Probabilmente Peter Jackson è uno abituato alle pressioni dei produttori, viste le sue opere milionarie e monumentali, e a quelle dei fans che si aspettano sempre il meglio nelle sue trasposizioni di Tolkien. Finora ha sempre convinto entrambe le categorie ed è riuscito a far guadagnare miliardi ai suoi produttori, che hanno investito fiducia e soldi dopo un’ostentata volontà del regista di tornare nel fantasioso mondo della Terra Di Mezzo. Jackson ci aveva lasciati dal palco degli Oscar del 2004 con 11 statuette vinte (record) e una delle migliori saghe fantasy mai trasposte sullo schermo. Vabbè nel frattempo ha girato un filmetto come King Kong (2005) e il letterario Amabili Resti (2009), ma ha lasciato anche grande attesa dietro di se per la ripresa della saga sugli hobbit, per dirigere la nuova trilogia con il nuovo protagonista Bilbo Baggins (zio di Frodo) e prequel della trilogia dell’anello.
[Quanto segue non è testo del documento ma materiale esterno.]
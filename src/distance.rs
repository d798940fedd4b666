//! Planar distance estimation for point sequences
//!
//! Distance-mode splitting needs the total 2D length of a segment. This is an
//! approximation by design: it assumes points are roughly evenly distributed
//! along the path and ignores elevation entirely.

use geo::Point;

/// Conversion factor between meters and statute miles
pub const METERS_PER_MILE: f64 = 1609.34;

/// Earth's mean radius in meters
const EARTH_RADIUS_M: f64 = 6_371_000.0;

/// Calculate the Haversine distance between two coordinates in meters
#[inline]
pub fn haversine_meters(p1: Point<f64>, p2: Point<f64>) -> f64 {
    let lat1 = p1.y().to_radians();
    let lat2 = p2.y().to_radians();
    let delta_lat = (p2.y() - p1.y()).to_radians();
    let delta_lon = (p2.x() - p1.x()).to_radians();

    let a = (delta_lat / 2.0).sin().powi(2)
        + lat1.cos() * lat2.cos() * (delta_lon / 2.0).sin().powi(2);
    let c = 2.0 * a.sqrt().atan2((1.0 - a).sqrt());

    EARTH_RADIUS_M * c
}

/// Total planar length of a point sequence in meters
///
/// Sums pairwise great-circle distances between consecutive points.
/// Returns 0.0 for sequences of fewer than two points.
pub fn path_length_meters(points: &[gpx::Waypoint]) -> f64 {
    points
        .windows(2)
        .map(|pair| haversine_meters(pair[0].point(), pair[1].point()))
        .sum()
}
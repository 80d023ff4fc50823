//! Handlers for `/users` endpoints.
//!
//! | Method | Path | Notes |
//! |--------|------|-------|
//! | `POST` | `/users` | Body: `{"name":"...","email":"..."}`; 201 + user |
//! | `GET`  | `/users/:id` | 404 if not found |

use axum::{
  Json,
  extract::{Path, State},
  http::StatusCode,
  response::IntoResponse,
};
use uuid::Uuid;
use waypool_core::{
  Error as CoreError,
  external::{Geocoder, IdentityProvider},
  store::RideStore,
  user::{NewUser, User},
};

use crate::{AppState, error::ApiError};

/// `POST /users`
pub async fn create<S, I, G>(
  State(state): State<AppState<S, I, G>>,
  Json(body): Json<NewUser>,
) -> Result<impl IntoResponse, ApiError>
where
  S: RideStore + 'static,
  I: IdentityProvider + 'static,
  G: Geocoder + 'static,
{
  if body.name.trim().is_empty() {
    return Err(ApiError::BadRequest("name must not be empty".into()));
  }
  if body.email.trim().is_empty() || !body.email.contains('@') {
    return Err(ApiError::BadRequest("email is not valid".into()));
  }

  let user = state
    .lifecycle
    .store()
    .add_user(body)
    .await
    .map_err(|e| ApiError::Store(Box::new(e)))?;
  Ok((StatusCode::CREATED, Json(user)))
}

/// `GET /users/:id`
pub async fn get_one<S, I, G>(
  State(state): State<AppState<S, I, G>>,
  Path(id): Path<Uuid>,
) -> Result<Json<User>, ApiError>
where
  S: RideStore + 'static,
  I: IdentityProvider + 'static,
  G: Geocoder + 'static,
{
  let user = state
    .lifecycle
    .store()
    .get_user(id)
    .await
    .map_err(|e| ApiError::Store(Box::new(e)))?
    .ok_or(ApiError::Core(CoreError::UserNotFound(id)))?;
  Ok(Json(user))
}
//! `RideLifecycle` — the single entry point for state-changing ride
//! operations.
//!
//! Each operation is a guarded read-modify-write: read the ride at its
//! current revision, validate preconditions, apply the seat primitive to
//! the in-memory value, then write back conditionally on the revision
//! being unchanged. A stale write means someone else committed first; the
//! operation re-reads and re-decides against the fresh state, so two
//! concurrent accepts for the last seat can never both succeed — the loser
//! re-evaluates, finds zero seats, and fails with `NoCapacity`.

use std::sync::Arc;

use chrono::Utc;
use uuid::Uuid;

use crate::{
  Error, Result,
  ride::{Ride, RideDraft, RideStatus},
  seats::{self, SeatOutcome},
  store::{RideRef, RideStore, SwapOutcome, VersionedRide},
};

/// Upper bound on swap retries. Contention on a single ride is short-lived
/// (each attempt is one read and one conditional write); exhausting this
/// means the store is livelocked and the caller should see a storage
/// failure rather than spin forever.
const SWAP_RETRY_LIMIT: u32 = 8;

pub struct RideLifecycle<S> {
  store: Arc<S>,
}

impl<S> Clone for RideLifecycle<S> {
  fn clone(&self) -> Self {
    Self { store: Arc::clone(&self.store) }
  }
}

impl<S: RideStore> RideLifecycle<S> {
  pub fn new(store: Arc<S>) -> Self {
    Self { store }
  }

  pub fn store(&self) -> &Arc<S> {
    &self.store
  }

  fn storage(e: S::Error) -> Error {
    Error::Storage(e.to_string())
  }

  // ── Create ────────────────────────────────────────────────────────────

  /// Validate the draft, assign identity and the seat counter, and
  /// persist. `available_seats` starts equal to `total_seats`; status
  /// starts `scheduled`.
  pub async fn create_ride(&self, owner: Uuid, draft: RideDraft) -> Result<Ride> {
    draft.validate()?;

    self
      .store
      .get_user(owner)
      .await
      .map_err(Self::storage)?
      .ok_or(Error::UserNotFound(owner))?;

    let ride = Ride {
      ride_id:         Uuid::new_v4(),
      created_by:      owner,
      source:          draft.source,
      destination:     draft.destination,
      date:            draft.date,
      vehicle_type:    draft.vehicle_type,
      total_seats:     draft.total_seats,
      available_seats: draft.total_seats,
      price_per_seat:  draft.price_per_seat,
      passengers:      Vec::new(),
      requests:        Vec::new(),
      status:          RideStatus::Scheduled,
      created_at:      Utc::now(),
    };

    self
      .store
      .insert_ride(ride.clone())
      .await
      .map_err(Self::storage)?;

    // Convenience back-reference; the ride row is already authoritative.
    let _ = self
      .store
      .note_ride_ref(owner, ride.ride_id, RideRef::Created)
      .await;

    Ok(ride)
  }

  // ── Guarded read-modify-write ─────────────────────────────────────────

  /// Fetch, apply, conditionally write back; retry when the write loses a
  /// race. Precondition failures inside `apply` abort without a write.
  async fn mutate<F>(&self, ride_id: Uuid, mut apply: F) -> Result<Ride>
  where
    F: FnMut(&mut Ride) -> Result<()>,
  {
    for _ in 0..SWAP_RETRY_LIMIT {
      let VersionedRide { mut ride, revision } = self
        .store
        .fetch_ride(ride_id)
        .await
        .map_err(Self::storage)?
        .ok_or(Error::RideNotFound(ride_id))?;

      apply(&mut ride)?;

      match self
        .store
        .swap_ride(revision, ride.clone())
        .await
        .map_err(Self::storage)?
      {
        SwapOutcome::Applied => return Ok(ride),
        SwapOutcome::Stale => continue,
      }
    }
    Err(Error::Storage("ride update contention did not resolve".into()))
  }

  // ── Join requests ─────────────────────────────────────────────────────

  /// Append a pending join request. Capacity is NOT consumed here —
  /// requests are advisory until accepted, so more requests than seats may
  /// accumulate. The guarantee that matters is enforced at accept time.
  pub async fn request_to_join(&self, ride_id: Uuid, requester: Uuid) -> Result<()> {
    self
      .mutate(ride_id, |ride| {
        if ride.created_by == requester {
          return Err(Error::Forbidden("drivers cannot request their own ride"));
        }
        if !ride.status.accepts_requests() {
          return Err(Error::InvalidState(ride.status));
        }
        match seats::reserve_request_slot(ride, requester, Utc::now()) {
          SeatOutcome::Applied => Ok(()),
          SeatOutcome::AlreadyPassenger => Err(Error::Conflict("already a passenger")),
          SeatOutcome::AlreadyRequested => Err(Error::Conflict("request already pending")),
          SeatOutcome::NoCapacity => Err(Error::NoCapacity),
          SeatOutcome::NotFound => {
            Err(Error::RequestNotFound { ride: ride_id, user: requester })
          }
        }
      })
      .await?;
    Ok(())
  }

  /// Move a pending requester into a seat. Only the driver may accept; the
  /// seat decrement and both list edits commit as one conditional write.
  pub async fn accept_request(
    &self,
    ride_id: Uuid,
    caller: Uuid,
    target: Uuid,
  ) -> Result<()> {
    self
      .mutate(ride_id, |ride| {
        if ride.created_by != caller {
          return Err(Error::Forbidden("only the driver may accept requests"));
        }
        if !ride.status.accepts_requests() {
          return Err(Error::InvalidState(ride.status));
        }
        match seats::accept_into_seat(ride, target, Utc::now()) {
          SeatOutcome::Applied => Ok(()),
          SeatOutcome::NoCapacity => Err(Error::NoCapacity),
          SeatOutcome::NotFound => {
            Err(Error::RequestNotFound { ride: ride_id, user: target })
          }
          SeatOutcome::AlreadyPassenger | SeatOutcome::AlreadyRequested => {
            Err(Error::Conflict("already a passenger"))
          }
        }
      })
      .await?;

    // Convenience back-reference; may lag, never authoritative.
    let _ = self
      .store
      .note_ride_ref(target, ride_id, RideRef::Joined)
      .await;

    Ok(())
  }

  /// Drop a pending request without touching seats. Rejecting an absent
  /// request is an error, not a no-op.
  pub async fn reject_request(
    &self,
    ride_id: Uuid,
    caller: Uuid,
    target: Uuid,
  ) -> Result<()> {
    self
      .mutate(ride_id, |ride| {
        if ride.created_by != caller {
          return Err(Error::Forbidden("only the driver may reject requests"));
        }
        if !ride.status.accepts_requests() {
          return Err(Error::InvalidState(ride.status));
        }
        match seats::release_request(ride, target) {
          SeatOutcome::Applied => Ok(()),
          _ => Err(Error::RequestNotFound { ride: ride_id, user: target }),
        }
      })
      .await?;
    Ok(())
  }

  // ── Status transitions ────────────────────────────────────────────────

  /// Driver-initiated status change, constrained to the state machine:
  /// `scheduled → ongoing → completed`, `cancelled` from any non-terminal
  /// state. No transition leaves a terminal status.
  pub async fn set_status(
    &self,
    ride_id: Uuid,
    caller: Uuid,
    next: RideStatus,
  ) -> Result<()> {
    self
      .mutate(ride_id, |ride| {
        if ride.created_by != caller {
          return Err(Error::Forbidden("only the driver may change ride status"));
        }
        if !ride.status.can_transition_to(next) {
          return Err(Error::InvalidState(ride.status));
        }
        ride.status = next;
        Ok(())
      })
      .await?;
    Ok(())
  }
}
Qui le gesta eroiche e leggendarie di Frodo e compagni che avverranno in futuro sono anticipate da una storia più soft e apparentemente meno interessante ma comunque piena di elementi fantasy ed epici. L’epica del viaggio ritorna, anche se in maniera diversa, narrando come Bilbo si sia unito alla compagni di 11 spericolati nani alla ricerca del drago Smaug che distrusse la loro città, guidati dal già noto Gandalf. Bilbo a differenza del disincantato Frodo è ben più razionale e concreto, per cui inizialmente gli risulta difficile partire per il viaggio, per di più con dei folli nani guidati dal loro re Thorin Scudodiquercia. Come con i capitoli precedenti risaltano gli effetti speciali a gogo della Weta e le ottime scenografie, interamente costruite nei monumentali studi di Wellington in Nuova Zelanda, dove sono stati impiegati un migliaio di operai. Si preannuncia un altro kolossal di grande livello in cui il primo capitolo è servito essenzialmente per prepararci al meglio e presentarci i personaggi e le prime difficoltà, un po’ come con La Compagnia Dell’Anello. E anche se le critiche sono state pesanti come per la durata complessiva delle opere per sole 300 pagine di romanzo quando invece con Il Signore degli Anelli si parlava di raccontare più di 1000 pagine, qua è piaciuto, e parecchio, perchè Jackson riesce sempre a farci rimanere incollati alle sue virtuose riprese, nonostante la storia si dilunghi parecchio e sia stata diluita con elementi riconducibili alla vecchia trilogia tanto per rendere il tutto più gratificante…. e cinematografico.